**Exercise objective:**
A stretch of the entries below is to be set down exactly, running from the line with "filename core/src/run.rs" through the line with "use crate::extract::extract;", both included, and no other line.

**Records for this task:**
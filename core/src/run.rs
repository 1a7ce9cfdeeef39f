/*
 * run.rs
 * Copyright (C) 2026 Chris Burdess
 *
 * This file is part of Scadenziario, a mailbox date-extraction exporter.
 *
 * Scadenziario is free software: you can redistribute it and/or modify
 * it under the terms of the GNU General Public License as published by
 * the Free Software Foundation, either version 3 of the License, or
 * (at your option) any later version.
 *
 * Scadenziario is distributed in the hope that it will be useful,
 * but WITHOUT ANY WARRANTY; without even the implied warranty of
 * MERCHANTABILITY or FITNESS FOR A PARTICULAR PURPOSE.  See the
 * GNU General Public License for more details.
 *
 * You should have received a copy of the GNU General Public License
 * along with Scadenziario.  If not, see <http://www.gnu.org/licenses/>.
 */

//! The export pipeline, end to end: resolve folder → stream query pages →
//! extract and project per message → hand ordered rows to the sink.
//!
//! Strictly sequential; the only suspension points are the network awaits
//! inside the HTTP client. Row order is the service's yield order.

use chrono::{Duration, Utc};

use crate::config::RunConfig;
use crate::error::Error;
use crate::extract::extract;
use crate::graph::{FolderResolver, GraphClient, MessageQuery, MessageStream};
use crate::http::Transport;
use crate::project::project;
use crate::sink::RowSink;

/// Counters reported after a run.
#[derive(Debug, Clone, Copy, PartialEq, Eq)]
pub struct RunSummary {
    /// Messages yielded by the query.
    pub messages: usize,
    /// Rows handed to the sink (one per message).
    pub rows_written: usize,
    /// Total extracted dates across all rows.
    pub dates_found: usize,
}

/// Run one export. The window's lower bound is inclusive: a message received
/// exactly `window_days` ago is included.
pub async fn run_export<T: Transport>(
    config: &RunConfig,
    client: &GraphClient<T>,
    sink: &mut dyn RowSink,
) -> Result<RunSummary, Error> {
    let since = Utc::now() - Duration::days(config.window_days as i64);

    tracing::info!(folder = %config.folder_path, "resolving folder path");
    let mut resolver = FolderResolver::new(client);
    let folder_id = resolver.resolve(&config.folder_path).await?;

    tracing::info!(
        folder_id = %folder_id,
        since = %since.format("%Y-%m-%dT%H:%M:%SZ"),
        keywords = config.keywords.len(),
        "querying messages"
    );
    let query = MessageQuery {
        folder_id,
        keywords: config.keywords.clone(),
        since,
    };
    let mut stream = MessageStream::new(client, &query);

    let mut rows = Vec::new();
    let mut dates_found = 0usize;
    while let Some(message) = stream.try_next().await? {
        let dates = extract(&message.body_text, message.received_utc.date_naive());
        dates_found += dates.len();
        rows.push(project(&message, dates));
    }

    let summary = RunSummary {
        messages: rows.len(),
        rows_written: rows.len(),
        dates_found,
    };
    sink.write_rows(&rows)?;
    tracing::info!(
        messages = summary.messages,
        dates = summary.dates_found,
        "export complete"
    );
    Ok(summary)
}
--
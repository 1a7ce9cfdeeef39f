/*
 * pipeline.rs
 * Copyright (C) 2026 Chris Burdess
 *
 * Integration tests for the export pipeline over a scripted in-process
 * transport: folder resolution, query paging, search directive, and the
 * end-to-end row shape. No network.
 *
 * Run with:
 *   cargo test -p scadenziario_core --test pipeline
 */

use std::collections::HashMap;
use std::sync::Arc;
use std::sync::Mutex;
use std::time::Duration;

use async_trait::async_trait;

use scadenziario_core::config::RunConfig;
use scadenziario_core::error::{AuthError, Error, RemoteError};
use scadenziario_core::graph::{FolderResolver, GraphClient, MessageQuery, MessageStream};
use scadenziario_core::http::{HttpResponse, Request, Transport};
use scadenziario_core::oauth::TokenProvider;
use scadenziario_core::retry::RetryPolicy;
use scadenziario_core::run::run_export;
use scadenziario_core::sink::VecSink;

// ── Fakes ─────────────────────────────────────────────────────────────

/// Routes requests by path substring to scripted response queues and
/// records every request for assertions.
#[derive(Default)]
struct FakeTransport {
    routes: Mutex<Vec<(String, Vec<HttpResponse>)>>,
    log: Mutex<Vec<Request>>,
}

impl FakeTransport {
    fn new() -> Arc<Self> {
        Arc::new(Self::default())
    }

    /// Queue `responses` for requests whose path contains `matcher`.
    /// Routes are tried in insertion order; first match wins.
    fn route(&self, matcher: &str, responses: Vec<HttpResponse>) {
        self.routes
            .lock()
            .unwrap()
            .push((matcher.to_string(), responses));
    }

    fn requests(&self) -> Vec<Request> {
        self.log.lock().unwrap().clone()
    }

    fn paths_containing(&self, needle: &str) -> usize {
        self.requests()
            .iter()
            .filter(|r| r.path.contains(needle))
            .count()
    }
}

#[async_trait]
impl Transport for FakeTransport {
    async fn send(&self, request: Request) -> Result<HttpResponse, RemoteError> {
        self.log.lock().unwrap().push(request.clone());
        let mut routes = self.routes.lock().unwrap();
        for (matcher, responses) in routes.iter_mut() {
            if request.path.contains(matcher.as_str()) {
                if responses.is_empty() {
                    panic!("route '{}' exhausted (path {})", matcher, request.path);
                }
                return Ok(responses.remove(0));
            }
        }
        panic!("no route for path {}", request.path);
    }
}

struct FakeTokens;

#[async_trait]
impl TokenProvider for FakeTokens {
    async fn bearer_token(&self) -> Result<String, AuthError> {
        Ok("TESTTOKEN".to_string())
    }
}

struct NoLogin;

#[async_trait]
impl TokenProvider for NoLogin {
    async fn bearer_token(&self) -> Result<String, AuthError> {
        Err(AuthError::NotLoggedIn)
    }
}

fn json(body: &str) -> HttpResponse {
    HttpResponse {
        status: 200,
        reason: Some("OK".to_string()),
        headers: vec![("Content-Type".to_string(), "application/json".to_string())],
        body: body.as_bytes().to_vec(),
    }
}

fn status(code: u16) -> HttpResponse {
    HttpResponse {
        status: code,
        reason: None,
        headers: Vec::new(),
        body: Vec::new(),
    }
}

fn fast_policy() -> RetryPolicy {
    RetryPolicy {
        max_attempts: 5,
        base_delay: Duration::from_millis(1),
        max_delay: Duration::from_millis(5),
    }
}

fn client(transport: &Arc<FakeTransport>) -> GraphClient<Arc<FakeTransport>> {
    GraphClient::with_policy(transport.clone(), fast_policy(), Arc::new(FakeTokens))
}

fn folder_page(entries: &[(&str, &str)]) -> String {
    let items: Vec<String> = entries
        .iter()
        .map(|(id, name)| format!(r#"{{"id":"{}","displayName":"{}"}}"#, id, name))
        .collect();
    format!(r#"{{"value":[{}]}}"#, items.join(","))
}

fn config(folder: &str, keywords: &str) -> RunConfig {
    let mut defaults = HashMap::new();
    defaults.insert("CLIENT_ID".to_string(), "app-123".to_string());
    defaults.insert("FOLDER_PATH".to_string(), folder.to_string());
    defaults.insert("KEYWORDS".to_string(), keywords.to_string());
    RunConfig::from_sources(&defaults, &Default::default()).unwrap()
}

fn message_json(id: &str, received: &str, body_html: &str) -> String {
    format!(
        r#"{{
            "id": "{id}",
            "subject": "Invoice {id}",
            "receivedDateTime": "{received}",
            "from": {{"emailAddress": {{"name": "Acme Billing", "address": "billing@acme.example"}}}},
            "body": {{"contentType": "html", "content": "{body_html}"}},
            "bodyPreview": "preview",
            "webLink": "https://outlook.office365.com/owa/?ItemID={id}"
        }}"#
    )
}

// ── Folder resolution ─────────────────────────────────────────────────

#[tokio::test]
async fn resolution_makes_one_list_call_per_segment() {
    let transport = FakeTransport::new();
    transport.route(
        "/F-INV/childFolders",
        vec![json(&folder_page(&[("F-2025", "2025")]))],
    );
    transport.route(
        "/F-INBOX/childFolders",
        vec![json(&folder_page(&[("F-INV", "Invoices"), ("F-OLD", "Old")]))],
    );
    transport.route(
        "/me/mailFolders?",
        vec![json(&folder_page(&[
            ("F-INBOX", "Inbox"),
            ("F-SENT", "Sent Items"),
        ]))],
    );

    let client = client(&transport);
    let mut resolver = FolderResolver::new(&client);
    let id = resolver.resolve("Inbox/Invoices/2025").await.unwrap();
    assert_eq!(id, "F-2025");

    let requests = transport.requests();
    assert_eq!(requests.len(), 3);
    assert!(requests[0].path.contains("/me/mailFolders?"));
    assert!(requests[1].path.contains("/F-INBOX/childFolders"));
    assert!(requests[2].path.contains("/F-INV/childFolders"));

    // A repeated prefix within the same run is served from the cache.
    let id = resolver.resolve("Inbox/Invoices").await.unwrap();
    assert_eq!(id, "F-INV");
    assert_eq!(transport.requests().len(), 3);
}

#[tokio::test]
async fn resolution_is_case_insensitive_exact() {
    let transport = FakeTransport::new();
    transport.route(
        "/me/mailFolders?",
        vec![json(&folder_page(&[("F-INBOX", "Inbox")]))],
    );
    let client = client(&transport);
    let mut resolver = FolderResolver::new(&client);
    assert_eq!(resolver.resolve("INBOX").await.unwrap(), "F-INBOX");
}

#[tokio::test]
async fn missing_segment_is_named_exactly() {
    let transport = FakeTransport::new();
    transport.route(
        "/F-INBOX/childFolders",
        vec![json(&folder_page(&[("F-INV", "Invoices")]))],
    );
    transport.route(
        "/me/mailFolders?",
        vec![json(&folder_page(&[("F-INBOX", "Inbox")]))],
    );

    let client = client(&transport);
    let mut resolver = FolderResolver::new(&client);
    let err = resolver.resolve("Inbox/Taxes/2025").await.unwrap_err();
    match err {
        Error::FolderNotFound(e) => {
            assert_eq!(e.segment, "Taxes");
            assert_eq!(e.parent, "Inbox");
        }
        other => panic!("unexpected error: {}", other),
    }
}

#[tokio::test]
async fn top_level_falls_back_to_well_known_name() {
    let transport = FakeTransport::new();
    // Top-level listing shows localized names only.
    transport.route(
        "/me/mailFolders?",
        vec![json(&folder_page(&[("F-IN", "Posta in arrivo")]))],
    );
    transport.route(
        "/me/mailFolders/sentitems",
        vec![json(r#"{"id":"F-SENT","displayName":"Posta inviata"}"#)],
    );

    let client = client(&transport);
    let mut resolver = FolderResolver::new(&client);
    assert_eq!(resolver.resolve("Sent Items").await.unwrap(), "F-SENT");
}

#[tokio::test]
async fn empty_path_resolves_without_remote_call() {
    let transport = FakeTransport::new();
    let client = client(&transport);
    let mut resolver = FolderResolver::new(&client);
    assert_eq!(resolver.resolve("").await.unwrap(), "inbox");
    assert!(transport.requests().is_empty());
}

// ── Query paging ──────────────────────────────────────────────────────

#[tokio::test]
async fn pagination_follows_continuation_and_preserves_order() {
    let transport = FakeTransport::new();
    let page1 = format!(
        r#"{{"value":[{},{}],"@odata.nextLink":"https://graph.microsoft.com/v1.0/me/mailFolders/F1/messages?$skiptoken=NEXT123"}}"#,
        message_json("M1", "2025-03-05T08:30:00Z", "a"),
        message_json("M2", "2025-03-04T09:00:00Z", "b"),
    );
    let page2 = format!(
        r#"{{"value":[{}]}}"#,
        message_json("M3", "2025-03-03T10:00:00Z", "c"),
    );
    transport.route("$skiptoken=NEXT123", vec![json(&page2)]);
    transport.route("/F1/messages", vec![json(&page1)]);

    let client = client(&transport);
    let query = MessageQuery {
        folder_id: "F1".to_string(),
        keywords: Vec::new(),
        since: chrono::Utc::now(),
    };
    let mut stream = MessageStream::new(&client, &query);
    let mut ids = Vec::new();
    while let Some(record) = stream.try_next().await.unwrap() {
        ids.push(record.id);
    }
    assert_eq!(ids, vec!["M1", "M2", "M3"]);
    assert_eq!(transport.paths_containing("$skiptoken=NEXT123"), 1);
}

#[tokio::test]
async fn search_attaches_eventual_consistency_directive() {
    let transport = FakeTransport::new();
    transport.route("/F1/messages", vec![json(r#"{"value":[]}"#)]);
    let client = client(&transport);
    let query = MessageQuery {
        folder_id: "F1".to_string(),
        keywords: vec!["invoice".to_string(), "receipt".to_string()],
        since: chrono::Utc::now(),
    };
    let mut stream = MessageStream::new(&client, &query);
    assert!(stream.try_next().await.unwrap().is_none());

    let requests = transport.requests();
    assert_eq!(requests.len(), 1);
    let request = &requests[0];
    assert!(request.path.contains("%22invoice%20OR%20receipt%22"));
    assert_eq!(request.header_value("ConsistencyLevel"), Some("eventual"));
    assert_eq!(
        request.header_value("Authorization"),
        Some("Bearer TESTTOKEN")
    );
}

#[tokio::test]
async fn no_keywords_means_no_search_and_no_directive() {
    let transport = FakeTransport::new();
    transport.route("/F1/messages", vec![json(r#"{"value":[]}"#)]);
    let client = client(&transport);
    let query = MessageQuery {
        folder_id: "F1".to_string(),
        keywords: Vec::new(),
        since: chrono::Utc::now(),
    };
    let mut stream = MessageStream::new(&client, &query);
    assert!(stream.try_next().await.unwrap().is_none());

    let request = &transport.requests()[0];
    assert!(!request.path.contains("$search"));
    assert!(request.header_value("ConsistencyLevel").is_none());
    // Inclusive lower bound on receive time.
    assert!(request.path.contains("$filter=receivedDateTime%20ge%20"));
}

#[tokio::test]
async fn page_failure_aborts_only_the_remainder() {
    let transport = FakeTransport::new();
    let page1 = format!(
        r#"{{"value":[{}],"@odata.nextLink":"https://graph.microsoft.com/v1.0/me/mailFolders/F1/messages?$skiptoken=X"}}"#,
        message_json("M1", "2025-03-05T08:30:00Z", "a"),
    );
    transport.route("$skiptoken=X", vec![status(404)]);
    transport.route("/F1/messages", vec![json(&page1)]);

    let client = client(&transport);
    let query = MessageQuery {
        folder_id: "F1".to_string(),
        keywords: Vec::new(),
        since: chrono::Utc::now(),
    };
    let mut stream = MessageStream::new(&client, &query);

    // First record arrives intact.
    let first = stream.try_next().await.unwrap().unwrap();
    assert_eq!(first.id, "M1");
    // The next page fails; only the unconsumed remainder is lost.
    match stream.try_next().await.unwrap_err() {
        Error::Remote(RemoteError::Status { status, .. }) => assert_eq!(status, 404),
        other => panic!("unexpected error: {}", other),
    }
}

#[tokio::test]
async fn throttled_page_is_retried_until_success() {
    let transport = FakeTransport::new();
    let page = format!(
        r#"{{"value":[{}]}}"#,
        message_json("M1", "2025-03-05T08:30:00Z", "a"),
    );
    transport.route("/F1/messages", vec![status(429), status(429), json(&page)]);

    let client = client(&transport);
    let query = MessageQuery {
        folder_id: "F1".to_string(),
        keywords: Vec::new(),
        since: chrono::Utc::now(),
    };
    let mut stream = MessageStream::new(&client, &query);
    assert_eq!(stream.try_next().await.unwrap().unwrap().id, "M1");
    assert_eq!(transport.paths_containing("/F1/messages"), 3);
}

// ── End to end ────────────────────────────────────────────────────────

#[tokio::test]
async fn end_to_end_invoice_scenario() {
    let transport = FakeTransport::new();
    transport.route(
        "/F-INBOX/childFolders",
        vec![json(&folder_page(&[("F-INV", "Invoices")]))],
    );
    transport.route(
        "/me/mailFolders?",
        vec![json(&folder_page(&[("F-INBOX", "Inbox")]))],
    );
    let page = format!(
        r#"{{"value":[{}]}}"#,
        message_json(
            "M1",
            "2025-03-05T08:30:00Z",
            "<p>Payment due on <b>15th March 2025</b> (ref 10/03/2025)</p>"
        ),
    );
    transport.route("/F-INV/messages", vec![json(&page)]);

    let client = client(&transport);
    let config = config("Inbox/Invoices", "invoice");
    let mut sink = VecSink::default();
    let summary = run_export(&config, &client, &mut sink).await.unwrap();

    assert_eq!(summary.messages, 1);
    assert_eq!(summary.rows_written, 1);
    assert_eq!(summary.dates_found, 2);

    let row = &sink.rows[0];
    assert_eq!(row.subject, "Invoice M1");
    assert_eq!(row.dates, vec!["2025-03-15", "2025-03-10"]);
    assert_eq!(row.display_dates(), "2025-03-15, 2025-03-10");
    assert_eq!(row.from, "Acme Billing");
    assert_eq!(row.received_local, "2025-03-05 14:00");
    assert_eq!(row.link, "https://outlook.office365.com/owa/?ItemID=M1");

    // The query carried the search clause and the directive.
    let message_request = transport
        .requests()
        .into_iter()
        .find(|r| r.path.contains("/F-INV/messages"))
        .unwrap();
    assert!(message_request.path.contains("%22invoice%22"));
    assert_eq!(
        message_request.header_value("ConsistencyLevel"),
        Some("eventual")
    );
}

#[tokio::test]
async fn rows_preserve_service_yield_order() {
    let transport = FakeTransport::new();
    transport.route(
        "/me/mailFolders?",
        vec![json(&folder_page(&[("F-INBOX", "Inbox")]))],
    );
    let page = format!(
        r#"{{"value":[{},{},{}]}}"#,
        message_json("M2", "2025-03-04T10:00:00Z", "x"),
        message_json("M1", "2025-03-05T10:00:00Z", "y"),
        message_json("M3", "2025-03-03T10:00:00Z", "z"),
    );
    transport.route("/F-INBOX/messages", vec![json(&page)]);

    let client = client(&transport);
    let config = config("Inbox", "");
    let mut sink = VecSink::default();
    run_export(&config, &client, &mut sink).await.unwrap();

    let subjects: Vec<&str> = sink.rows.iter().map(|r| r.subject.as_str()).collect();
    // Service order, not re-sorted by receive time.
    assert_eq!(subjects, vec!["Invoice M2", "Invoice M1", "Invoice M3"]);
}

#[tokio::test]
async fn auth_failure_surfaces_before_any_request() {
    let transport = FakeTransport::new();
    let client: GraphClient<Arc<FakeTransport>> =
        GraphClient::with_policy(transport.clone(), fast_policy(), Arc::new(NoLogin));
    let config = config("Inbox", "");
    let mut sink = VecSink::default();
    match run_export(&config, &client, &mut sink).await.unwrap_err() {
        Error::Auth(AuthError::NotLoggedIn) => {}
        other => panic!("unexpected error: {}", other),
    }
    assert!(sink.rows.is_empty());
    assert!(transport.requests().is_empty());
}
* * *
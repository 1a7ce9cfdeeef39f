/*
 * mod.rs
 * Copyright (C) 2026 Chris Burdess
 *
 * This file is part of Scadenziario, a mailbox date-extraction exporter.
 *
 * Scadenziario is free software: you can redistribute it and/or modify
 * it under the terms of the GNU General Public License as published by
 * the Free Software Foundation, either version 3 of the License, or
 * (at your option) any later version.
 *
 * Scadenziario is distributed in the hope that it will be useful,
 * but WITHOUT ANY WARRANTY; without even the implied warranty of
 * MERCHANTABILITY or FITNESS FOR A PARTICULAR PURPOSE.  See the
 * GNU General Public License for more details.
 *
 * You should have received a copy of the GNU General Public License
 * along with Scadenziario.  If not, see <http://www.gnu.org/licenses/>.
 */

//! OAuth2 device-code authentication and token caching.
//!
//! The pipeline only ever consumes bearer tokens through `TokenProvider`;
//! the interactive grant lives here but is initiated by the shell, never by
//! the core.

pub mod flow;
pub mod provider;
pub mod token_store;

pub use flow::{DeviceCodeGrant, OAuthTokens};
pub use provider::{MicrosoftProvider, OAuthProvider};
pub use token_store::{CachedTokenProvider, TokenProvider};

**Completed exercise:**
filename core/src/run.rs
repository 1a7ce9cfdeeef39f
/*
 * run.rs
 * Copyright (C) 2026 Chris Burdess
 *
 * This file is part of Scadenziario, a mailbox date-extraction exporter.
 *
 * Scadenziario is free software: you can redistribute it and/or modify
 * it under the terms of the GNU General Public License as published by
 * the Free Software Foundation, either version 3 of the License, or
 * (at your option) any later version.
 *
 * Scadenziario is distributed in the hope that it will be useful,
 * but WITHOUT ANY WARRANTY; without even the implied warranty of
 * MERCHANTABILITY or FITNESS FOR A PARTICULAR PURPOSE.  See the
 * GNU General Public License for more details.
 *
 * You should have received a copy of the GNU General Public License
 * along with Scadenziario.  If not, see <http://www.gnu.org/licenses/>.
 */

//! The export pipeline, end to end: resolve folder → stream query pages →
//! extract and project per message → hand ordered rows to the sink.
//!
//! Strictly sequential; the only suspension points are the network awaits
//! inside the HTTP client. Row order is the service's yield order.

use chrono::{Duration, Utc};

use crate::config::RunConfig;
use crate::error::Error;
use crate::extract::extract;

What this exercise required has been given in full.